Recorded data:

◇ ◇ ◇ ◇

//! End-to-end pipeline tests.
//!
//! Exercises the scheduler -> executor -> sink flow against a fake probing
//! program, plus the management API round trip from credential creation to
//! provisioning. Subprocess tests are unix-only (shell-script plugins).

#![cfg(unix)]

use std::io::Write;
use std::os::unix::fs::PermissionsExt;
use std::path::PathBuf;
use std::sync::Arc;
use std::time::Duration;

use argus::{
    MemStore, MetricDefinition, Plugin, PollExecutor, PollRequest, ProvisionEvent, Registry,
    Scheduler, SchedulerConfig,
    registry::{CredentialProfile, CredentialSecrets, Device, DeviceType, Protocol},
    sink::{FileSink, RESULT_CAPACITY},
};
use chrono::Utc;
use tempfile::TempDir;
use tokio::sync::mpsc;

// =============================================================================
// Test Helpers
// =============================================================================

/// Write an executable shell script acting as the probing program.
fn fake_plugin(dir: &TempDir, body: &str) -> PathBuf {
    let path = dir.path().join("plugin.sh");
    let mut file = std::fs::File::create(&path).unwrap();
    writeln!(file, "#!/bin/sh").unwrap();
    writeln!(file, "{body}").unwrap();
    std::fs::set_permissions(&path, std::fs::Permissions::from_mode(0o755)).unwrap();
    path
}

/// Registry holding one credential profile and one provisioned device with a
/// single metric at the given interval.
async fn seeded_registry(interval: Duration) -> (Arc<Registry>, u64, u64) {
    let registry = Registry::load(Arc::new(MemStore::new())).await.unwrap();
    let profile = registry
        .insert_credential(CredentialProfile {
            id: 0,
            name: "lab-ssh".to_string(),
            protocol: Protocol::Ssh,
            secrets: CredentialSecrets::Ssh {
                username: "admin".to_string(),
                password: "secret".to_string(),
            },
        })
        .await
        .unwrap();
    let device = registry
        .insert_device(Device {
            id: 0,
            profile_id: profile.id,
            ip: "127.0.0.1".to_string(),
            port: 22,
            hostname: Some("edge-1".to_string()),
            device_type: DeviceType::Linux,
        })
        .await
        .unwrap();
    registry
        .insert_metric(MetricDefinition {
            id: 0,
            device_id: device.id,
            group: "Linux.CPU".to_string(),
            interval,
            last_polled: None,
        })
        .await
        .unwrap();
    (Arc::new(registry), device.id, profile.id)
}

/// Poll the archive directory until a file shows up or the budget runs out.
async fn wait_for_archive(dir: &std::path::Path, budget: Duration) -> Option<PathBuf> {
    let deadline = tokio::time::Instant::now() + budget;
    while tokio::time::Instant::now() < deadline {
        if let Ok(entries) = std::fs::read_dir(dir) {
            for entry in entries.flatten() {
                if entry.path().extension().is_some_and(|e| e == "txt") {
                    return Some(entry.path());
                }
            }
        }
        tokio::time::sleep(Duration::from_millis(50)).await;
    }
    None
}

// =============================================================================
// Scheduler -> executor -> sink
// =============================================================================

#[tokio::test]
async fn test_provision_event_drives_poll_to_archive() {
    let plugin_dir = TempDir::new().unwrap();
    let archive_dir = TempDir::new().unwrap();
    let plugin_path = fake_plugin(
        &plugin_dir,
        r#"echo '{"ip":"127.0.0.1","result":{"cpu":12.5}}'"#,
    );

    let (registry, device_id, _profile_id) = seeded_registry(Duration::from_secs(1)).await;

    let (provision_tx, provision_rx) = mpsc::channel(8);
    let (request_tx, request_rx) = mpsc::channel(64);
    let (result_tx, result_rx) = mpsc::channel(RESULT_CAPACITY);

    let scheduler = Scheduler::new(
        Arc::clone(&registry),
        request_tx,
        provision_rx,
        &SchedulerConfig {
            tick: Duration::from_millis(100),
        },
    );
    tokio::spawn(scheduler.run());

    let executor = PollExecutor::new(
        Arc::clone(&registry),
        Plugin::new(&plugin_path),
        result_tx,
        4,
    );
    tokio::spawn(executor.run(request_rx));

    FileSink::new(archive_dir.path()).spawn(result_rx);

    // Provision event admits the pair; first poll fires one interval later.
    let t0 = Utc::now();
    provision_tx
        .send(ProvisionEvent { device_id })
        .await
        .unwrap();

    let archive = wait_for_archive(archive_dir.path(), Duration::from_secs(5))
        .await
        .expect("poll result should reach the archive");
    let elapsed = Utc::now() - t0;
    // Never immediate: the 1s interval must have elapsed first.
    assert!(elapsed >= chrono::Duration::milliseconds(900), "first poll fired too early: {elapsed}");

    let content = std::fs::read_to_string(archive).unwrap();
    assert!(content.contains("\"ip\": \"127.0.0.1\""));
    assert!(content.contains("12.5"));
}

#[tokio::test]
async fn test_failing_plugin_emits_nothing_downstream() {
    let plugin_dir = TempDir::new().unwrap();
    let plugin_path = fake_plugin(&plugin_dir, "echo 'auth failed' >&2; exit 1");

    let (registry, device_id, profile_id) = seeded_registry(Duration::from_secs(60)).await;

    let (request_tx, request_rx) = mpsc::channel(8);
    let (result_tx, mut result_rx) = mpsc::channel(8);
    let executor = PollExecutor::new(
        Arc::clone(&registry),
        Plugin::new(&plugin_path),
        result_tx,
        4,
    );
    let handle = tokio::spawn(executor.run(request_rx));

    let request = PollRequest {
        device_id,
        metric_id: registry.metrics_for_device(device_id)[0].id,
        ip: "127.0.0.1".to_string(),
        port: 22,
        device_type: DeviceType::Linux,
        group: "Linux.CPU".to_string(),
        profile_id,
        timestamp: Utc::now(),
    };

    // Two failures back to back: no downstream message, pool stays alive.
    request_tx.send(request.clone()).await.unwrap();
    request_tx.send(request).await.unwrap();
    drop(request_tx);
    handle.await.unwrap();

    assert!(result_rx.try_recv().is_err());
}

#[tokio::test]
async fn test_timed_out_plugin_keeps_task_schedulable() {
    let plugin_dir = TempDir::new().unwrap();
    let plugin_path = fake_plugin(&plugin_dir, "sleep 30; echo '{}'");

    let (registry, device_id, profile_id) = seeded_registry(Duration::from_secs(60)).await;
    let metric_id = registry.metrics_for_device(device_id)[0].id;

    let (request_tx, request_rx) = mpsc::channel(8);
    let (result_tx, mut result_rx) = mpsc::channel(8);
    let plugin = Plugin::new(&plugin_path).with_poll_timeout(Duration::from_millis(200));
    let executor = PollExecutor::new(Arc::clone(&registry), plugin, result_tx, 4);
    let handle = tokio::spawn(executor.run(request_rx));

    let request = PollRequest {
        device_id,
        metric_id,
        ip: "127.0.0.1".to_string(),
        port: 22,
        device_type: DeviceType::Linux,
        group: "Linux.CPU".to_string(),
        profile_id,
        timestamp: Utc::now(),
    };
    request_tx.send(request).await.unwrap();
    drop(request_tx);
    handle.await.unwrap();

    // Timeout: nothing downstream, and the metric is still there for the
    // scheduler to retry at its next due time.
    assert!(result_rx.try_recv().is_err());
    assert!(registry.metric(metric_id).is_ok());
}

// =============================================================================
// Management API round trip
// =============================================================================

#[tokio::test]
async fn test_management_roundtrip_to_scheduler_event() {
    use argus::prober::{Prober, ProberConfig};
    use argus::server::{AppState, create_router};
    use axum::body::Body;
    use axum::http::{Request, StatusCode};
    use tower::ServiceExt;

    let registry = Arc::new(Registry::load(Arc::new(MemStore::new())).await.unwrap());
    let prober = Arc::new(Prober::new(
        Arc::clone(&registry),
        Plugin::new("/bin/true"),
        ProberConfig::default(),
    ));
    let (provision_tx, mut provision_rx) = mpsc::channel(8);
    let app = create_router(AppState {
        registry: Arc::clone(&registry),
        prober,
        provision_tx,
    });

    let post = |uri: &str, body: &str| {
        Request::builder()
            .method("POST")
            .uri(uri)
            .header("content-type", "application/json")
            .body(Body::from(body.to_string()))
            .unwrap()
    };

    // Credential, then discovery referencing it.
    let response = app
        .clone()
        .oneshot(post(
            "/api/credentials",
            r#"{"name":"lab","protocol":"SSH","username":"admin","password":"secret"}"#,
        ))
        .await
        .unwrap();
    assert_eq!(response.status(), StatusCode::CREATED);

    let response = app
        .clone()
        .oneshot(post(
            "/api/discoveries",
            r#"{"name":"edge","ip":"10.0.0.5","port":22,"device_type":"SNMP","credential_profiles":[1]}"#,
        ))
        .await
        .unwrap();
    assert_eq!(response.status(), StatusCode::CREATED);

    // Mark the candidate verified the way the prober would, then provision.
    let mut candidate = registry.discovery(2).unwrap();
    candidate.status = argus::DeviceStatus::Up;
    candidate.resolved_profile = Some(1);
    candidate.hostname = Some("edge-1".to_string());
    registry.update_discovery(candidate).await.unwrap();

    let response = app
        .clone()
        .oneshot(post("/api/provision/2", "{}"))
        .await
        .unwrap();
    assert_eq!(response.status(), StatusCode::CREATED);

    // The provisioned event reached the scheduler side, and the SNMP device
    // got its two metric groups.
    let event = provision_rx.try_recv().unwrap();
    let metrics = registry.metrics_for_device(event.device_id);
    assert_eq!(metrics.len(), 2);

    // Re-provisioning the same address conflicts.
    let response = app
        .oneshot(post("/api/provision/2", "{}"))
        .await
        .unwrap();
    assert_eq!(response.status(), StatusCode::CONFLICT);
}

◇ ◇ ◇ ◇

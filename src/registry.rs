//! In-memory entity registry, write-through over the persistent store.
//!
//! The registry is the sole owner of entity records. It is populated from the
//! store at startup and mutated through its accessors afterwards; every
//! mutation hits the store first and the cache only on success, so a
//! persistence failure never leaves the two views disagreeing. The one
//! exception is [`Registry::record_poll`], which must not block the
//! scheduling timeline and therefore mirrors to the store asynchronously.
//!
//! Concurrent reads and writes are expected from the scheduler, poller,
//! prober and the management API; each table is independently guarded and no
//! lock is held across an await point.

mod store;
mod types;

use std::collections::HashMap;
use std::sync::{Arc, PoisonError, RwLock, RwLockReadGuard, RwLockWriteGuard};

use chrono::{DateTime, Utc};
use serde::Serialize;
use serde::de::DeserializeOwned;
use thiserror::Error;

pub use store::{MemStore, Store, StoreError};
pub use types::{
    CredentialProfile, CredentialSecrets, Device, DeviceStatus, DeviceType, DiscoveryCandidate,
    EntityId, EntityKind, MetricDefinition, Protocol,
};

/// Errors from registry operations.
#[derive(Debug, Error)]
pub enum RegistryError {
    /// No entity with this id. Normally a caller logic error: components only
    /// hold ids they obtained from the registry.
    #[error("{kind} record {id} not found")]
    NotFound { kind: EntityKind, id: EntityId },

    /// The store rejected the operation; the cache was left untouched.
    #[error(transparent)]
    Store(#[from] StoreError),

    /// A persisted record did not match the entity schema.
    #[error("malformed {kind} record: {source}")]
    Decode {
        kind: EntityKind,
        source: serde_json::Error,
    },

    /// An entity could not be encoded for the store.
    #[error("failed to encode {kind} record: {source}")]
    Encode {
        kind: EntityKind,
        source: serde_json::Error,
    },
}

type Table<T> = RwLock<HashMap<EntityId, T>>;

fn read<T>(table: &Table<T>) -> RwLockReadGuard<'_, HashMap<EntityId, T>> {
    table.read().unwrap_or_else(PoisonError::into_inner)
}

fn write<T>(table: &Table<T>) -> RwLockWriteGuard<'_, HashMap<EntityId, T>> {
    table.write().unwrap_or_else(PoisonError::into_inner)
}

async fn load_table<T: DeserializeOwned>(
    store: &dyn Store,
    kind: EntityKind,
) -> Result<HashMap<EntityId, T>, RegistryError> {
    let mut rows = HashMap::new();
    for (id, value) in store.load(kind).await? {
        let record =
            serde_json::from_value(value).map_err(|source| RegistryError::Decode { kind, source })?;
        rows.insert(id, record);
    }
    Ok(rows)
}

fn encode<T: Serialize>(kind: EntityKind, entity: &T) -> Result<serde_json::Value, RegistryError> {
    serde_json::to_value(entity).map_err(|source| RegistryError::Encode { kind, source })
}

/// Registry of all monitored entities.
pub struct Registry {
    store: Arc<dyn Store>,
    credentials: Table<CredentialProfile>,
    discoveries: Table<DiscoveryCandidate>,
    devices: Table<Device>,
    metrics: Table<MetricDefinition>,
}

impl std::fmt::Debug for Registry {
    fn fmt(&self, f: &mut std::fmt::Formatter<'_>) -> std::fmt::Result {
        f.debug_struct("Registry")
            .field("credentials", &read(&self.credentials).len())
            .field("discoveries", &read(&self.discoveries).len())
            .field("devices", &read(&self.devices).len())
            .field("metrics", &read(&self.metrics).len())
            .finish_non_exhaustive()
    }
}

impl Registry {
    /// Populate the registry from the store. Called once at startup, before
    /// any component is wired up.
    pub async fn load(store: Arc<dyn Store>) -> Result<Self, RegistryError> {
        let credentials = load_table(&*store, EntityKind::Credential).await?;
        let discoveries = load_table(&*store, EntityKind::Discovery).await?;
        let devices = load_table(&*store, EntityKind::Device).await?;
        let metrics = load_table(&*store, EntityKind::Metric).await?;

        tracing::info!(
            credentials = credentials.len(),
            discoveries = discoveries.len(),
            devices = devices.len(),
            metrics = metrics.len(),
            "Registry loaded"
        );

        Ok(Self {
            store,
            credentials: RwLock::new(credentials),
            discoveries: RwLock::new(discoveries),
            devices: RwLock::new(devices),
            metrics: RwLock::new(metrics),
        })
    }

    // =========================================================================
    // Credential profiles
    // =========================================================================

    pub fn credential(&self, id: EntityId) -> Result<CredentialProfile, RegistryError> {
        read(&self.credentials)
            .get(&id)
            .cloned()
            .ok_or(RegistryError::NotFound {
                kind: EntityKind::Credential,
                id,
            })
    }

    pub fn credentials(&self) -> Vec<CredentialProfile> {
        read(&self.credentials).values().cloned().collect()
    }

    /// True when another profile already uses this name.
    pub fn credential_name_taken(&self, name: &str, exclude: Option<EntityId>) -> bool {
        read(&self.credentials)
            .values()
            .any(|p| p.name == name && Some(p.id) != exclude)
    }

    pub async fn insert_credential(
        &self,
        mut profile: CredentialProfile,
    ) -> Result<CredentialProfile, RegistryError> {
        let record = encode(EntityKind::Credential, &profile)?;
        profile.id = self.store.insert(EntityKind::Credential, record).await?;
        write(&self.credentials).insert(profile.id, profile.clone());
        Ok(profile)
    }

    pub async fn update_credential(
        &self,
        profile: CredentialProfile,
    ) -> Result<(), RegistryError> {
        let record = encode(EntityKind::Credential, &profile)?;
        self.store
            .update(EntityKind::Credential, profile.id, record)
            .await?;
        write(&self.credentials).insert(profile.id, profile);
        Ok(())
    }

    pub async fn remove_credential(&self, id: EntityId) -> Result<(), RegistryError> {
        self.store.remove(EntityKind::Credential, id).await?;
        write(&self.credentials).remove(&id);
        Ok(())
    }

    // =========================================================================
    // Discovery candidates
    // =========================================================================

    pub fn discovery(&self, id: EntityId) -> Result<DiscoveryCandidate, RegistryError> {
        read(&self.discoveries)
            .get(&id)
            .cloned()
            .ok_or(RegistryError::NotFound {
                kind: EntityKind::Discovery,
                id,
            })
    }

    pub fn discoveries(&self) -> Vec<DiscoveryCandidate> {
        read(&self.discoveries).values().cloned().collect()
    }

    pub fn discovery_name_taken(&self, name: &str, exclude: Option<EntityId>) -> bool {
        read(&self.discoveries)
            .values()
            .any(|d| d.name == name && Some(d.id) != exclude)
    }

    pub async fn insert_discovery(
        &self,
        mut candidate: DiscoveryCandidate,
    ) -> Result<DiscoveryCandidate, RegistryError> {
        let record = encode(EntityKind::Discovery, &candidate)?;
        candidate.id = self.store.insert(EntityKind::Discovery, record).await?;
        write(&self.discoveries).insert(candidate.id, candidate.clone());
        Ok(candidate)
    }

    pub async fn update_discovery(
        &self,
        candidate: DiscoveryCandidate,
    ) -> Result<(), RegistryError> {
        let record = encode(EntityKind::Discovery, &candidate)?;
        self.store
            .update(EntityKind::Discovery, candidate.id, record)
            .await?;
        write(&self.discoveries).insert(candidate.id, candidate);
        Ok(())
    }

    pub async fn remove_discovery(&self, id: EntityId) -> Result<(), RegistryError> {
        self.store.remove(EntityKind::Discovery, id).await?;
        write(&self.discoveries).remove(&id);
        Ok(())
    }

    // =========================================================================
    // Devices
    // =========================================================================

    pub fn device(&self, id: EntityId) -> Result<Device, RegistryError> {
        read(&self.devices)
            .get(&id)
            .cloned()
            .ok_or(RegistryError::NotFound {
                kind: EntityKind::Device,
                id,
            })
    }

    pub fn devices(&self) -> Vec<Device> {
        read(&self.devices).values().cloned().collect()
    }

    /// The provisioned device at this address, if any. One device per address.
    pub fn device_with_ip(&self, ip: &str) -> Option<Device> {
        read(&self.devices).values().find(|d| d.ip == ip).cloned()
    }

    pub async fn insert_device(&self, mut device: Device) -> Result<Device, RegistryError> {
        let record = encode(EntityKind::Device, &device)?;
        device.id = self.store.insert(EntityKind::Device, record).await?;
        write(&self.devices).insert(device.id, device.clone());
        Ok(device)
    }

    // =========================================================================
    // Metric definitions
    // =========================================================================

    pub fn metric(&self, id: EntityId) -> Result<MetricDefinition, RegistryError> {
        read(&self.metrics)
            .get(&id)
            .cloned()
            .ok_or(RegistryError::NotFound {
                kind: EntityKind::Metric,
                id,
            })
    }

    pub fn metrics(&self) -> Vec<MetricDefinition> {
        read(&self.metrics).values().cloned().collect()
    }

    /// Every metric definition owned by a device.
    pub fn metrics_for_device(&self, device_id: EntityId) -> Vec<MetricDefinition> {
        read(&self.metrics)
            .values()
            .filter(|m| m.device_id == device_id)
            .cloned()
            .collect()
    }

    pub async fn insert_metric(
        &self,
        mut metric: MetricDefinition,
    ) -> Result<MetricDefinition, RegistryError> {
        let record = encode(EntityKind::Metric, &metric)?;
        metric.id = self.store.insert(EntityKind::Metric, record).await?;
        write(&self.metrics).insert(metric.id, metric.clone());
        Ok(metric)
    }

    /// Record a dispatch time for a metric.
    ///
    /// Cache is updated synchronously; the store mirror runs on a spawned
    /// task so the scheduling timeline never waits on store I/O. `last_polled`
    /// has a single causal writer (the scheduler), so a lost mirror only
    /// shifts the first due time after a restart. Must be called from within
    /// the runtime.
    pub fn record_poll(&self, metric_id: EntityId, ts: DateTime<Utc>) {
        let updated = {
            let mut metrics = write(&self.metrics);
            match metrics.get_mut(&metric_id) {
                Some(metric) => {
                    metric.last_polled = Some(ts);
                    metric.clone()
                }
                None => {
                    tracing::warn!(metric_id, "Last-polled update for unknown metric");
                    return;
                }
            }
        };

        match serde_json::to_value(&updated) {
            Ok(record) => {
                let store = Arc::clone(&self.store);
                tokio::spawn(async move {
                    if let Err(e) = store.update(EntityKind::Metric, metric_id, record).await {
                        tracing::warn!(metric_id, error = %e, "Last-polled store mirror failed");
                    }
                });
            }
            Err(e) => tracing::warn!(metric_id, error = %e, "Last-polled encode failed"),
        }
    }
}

◇ ◇ ◇ ◇

Whenever a line of the records holds the string "echo", pick it out and copy it.

__Written solution__:
        r#"echo '{"ip":"127.0.0.1","result":{"cpu":12.5}}'"#,
    let plugin_path = fake_plugin(&plugin_dir, "echo 'auth failed' >&2; exit 1");
    let plugin_path = fake_plugin(&plugin_dir, "sleep 30; echo '{}'");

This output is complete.